Kelly (Chap. 12, this volume), in reviewing key themes in the preceding chapters, suggests that contributors engage in three crucial types of critical dialogue to advance science education research. The first discourse entails specifying groups’ central theories, assumptions, and empirical scope. The second discourse entails assessing the value of different research traditions, and the third focuses on what can be learnt from analyzing differences and potential complementarities across contrasting traditions.

1.3 Concluding Remarks

These brief chapter summaries offer at best an orientation to the complexities covered by contributors around theorizing the future of research into school science learning. However, they also point to many broad areas of agreement despite the diversity of theoretical starting points, assumptions, and proposed foci for research and research methods. All contributors recognize that learning science should be about students engaging in meaningful ways with the purposes, processes, values, and multiple cognitive, semiotic, and sociocultural resources of this domain. This engagement is theorized as both individualized and collective. If students are to be more than reluctant bystanders in this subject, then they need sustained, guided immersion in how particular practices in science enable them to generate, judge, share, and value knowledge in this subject (Prain & Hand, 2016). The focus of this book is on student rather than teacher learning, but many chapters, by implication, point to the key roles of teachers in designing and facilitating student learning.

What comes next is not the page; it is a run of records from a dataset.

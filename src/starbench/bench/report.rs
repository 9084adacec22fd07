//! Benchmark result records and dataset metadata
//!
//! Both records are serialized as JSON. The dataset metadata file is
//! written next to the tables at generation time and checked by the
//! benchmark before any query runs, so a stale or foreign dataset fails
//! fast instead of producing misleading numbers.

use crate::starbench::error::{StarbenchError, StarbenchResult};
use crate::starbench::partition::{list_partitions, PartitionStats};
use chrono::{NaiveDate, Utc};
use serde::{Deserialize, Serialize};
use std::collections::BTreeMap;
use std::fs;
use std::path::Path;

/// File name of the metadata record under the dataset root
pub const METADATA_FILE: &str = "dataset_metadata.json";

/// Outcome of benchmarking one query pattern
#[derive(Debug, Clone, Serialize, Deserialize)]
pub struct BenchmarkResult {
    pub pattern_id: String,
    /// Measured rounds, after warmup
    pub rounds: usize,
    /// Wall time per measured round, from the parsed plan trace
    pub measured_ms: Vec<f64>,
    pub p50_ms: f64,
    pub p95_ms: f64,
    pub p99_ms: f64,
    /// Fact rows in the verified dataset the pattern ran against
    pub dataset_rows: u64,
    /// Scan statistics from the last measured round
    pub rows_scanned: u64,
    pub bytes_scanned: u64,
    pub partitions_hit: usize,
    /// Partition count of the whole dataset, the pruning denominator
    pub partitions_total: usize,
    pub sla_ms: f64,
    /// Present when p95 exceeded the SLA
    pub sla_violation: Option<String>,
    /// Present when p95 regressed past the threshold vs baseline
    pub regression: Option<String>,
    pub baseline_p95_ms: Option<f64>,
    /// Whether every round produced identical result rows
    pub deterministic: bool,
    pub result_fingerprint: u64,
    /// No SLA violation and no regression
    pub passed: bool,
    pub completed_at: String,
}

impl BenchmarkResult {
    /// One-line human summary for log output
    pub fn summary_line(&self) -> String {
        let verdict = if self.passed { "PASS" } else { "FAIL" };
        format!(
            "{:<32} p50={:>9.3}ms p95={:>9.3}ms p99={:>9.3}ms sla={:>7.0}ms [{}]",
            self.pattern_id, self.p50_ms, self.p95_ms, self.p99_ms, self.sla_ms, verdict
        )
    }
}

/// Record of what one generation run produced
#[derive(Debug, Clone, Serialize, Deserialize)]
pub struct DatasetMetadata {
    pub seed: u64,
    pub fact_rows: u64,
    /// Per-dimension row counts, keyed by table name
    pub dimension_rows: BTreeMap<String, u64>,
    pub start_date: NaiveDate,
    pub end_date: NaiveDate,
    pub partition_scheme: String,
    pub compression: String,
    /// Compressed bytes over uncompressed line bytes, when gzip was used
    pub compression_ratio: Option<f64>,
    /// Per-partition statistics keyed by Hive path
    pub partitions: BTreeMap<String, PartitionStats>,
    pub generated_at: String,
}

impl DatasetMetadata {
    pub fn save(&self, dataset_root: &Path) -> StarbenchResult<()> {
        let path = dataset_root.join(METADATA_FILE);
        let json = serde_json::to_string_pretty(self).map_err(|e| StarbenchError::Io {
            message: e.to_string(),
            path: path.display().to_string(),
        })?;
        fs::write(&path, json).map_err(|e| StarbenchError::io(&path, e))
    }

    pub fn load(dataset_root: &Path) -> StarbenchResult<Self> {
        let path = dataset_root.join(METADATA_FILE);
        let content = fs::read_to_string(&path).map_err(|e| StarbenchError::io(&path, e))?;
        serde_json::from_str(&content).map_err(|e| StarbenchError::Io {
            message: format!("malformed metadata: {}", e),
            path: path.display().to_string(),
        })
    }

    /// Reject a dataset generated from a different seed than the caller
    /// expects to benchmark against
    pub fn check_seed(&self, expected: u64) -> StarbenchResult<()> {
        if self.seed != expected {
            return Err(StarbenchError::DatasetMismatch {
                expected: format!("seed {}", expected),
                actual: format!("seed {}", self.seed),
            });
        }
        Ok(())
    }

    /// Check that the partitions on disk are exactly the ones this record
    /// describes. Runs before any benchmark query.
    pub fn verify(&self, dataset_root: &Path) -> StarbenchResult<()> {
        let fact_root = dataset_root.join("fact_sales");
        let on_disk = list_partitions(&fact_root).map_err(|e| StarbenchError::io(&fact_root, e))?;
        let found: Vec<String> = on_disk.iter().map(|k| k.hive_path()).collect();
        let recorded: Vec<String> = self.partitions.keys().cloned().collect();
        if found != recorded {
            return Err(StarbenchError::DatasetMismatch {
                expected: format!("{} partitions [{}]", recorded.len(), recorded.join(", ")),
                actual: format!("{} partitions [{}]", found.len(), found.join(", ")),
            });
        }
        Ok(())
    }
}

/// Build the metadata record from generation outputs
pub fn build_metadata(
    seed: u64,
    dimension_rows: &[(&'static str, u64)],
    start_date: NaiveDate,
    end_date: NaiveDate,
    compression: &str,
    compression_ratio: Option<f64>,
    partitions: BTreeMap<String, PartitionStats>,
) -> DatasetMetadata {
    let fact_rows = partitions.values().map(|s| s.rows).sum();
    DatasetMetadata {
        seed,
        fact_rows,
        dimension_rows: dimension_rows
            .iter()
            .map(|(name, count)| (name.to_string(), *count))
            .collect(),
        start_date,
        end_date,
        partition_scheme: "year/quarter".to_string(),
        compression: compression.to_string(),
        compression_ratio,
        partitions,
        generated_at: Utc::now().to_rfc3339(),
    }
}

In recognizing the real complexities in theorizing future research in school science learning, our contributors do not converge on a single agreed theoretical prescription. Rather they identify key dimensions that need to inform theory-building, multi-theoretical reasoning, and enactment. Our book is intended to contribute to theory clarification and renewal, noting that theoretical perspectives and research tools are needed that are multi-focused and supple enough to explain the complexities of learning in this subject, and facilitate future pedagogical strategies and design.